Re: TransformedDistribution, for a sum of M iid variables
- To: mathgroup at smc.vnet.net
- Subject: [mg120427] Re: TransformedDistribution, for a sum of M iid variables
- From: Bill Rowe <readnews at sbcglobal.net>
- Date: Fri, 22 Jul 2011 03:42:24 -0400 (EDT)
On 7/21/11 at 9:07 PM, paulvonhippel at yahoo.com (paulvonhippel at yahoo) wrote: >Using the TransformedDistribution function it is easy to show that >the sum of two normal variables is normal, e.g., <code snipped> >Likewise it wouldn't be hard to show that the sum of 3 normal >variables is normal, or 4. >But how do I show that the sum of M normal variables is normal, >where M is an arbitrary positive integer.
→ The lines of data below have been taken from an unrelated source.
use crate::error::Result;
use std::io::Write;
use std::path::Path;
use tempfile::NamedTempFile;

/// Atomically write `data` to `path` using a tempfile in the same directory.
/// A crash mid-write leaves the previous snapshot intact.
pub fn atomic_write(path: &Path, data: &[u8]) -> Result<()> {
    if let Some(parent) = path.parent().filter(|p| !p.as_os_str().is_empty()) {
        std::fs::create_dir_all(parent)?;
    }
    let dir = path
        .parent()
        .filter(|p| !p.as_os_str().is_empty())
        .unwrap_or(Path::new("."));
    let mut tmp = NamedTempFile::new_in(dir)?;
    tmp.write_all(data)?;
    tmp.persist(path).map_err(|e| e.error)?;
    Ok(())
}
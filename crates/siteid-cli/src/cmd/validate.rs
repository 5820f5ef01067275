use crate::output::print_json;
use siteid_core::grammar::{parse_facility_suffix, parse_order_id};

pub fn run(id: &str, json: bool) -> anyhow::Result<()> {
    if let Some(suffix) = parse_facility_suffix(id) {
        if json {
            print_json(&serde_json::json!({
                "kind": "facility_id",
                "value": id,
                "suffix": suffix,
            }))?;
        } else {
            println!(
                "{id}: valid facility id (region {}, sequence {})",
                suffix.region,
                suffix.seq_text()
            );
        }
        return Ok(());
    }

    if let Some(order) = parse_order_id(id) {
        if json {
            print_json(&serde_json::json!({
                "kind": "order_id",
                "value": id,
                "order": order,
            }))?;
        } else {
            println!(
                "{id}: valid order id (year {}, sequence {})",
                order.year, order.seq
            );
        }
        return Ok(());
    }

    anyhow::bail!("'{id}' is neither a facility id (SITE-<REGION>-<SEQ>) nor an order id (ORD-<YEAR>-<SEQ>)")
}
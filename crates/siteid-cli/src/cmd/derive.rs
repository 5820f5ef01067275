use crate::output::print_json;
use siteid_core::config::EngineConfig;
use siteid_core::grammar::derive_order_id;

pub fn run(
    config: &EngineConfig,
    facility_id: &str,
    year: Option<i32>,
    json: bool,
) -> anyhow::Result<()> {
    let year = year.unwrap_or_else(|| config.year());
    let order_id = derive_order_id(facility_id, Some(year))?;

    if json {
        print_json(&serde_json::json!({
            "facility_id": facility_id,
            "order_id": order_id,
        }))?;
    } else {
        println!("{order_id}");
    }
    Ok(())
}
Rather than approach this problem using TransformedDistribution, I would approach this using MomentGeneratingFunction. The moment generating function for the sum of n things selected from a given distribution is the same as the moment generating function for the distribution raised to the nth power. That is for the sum of n standard normal deviates the moment generating function is: In[3]:= MomentGeneratingFunction[NormalDistribution[], t]^n Out[3]= (E^(t^2/2))^n Comparing this to In[4]:= MomentGeneratingFunction[NormalDistribution[0, s], t] Out[4]= E^((s^2*t^2)/2) it is clear the distribution for the sum of n deviates drawn from a standard normal distribution is a normal distribution with mean = 0 variance = n. I should point out the moment generating function doesn't exist for all distributions. In those cases you can use the characteristic function which always exists. And since the characteristic function is essentially the Fourier transform of the distribution function, you can use the inverse Fourier transform to recover the distribution function from the characteristic function. Use of the characteristic function or moment generating function is a very useful technique for answering these types of questions. Each distribution has a unique characteristic function (and moment generating function when it exists). Also, you can easily compute the moments of the distribution directly from the characteristic function or moment generating function without actually finding the distribution function.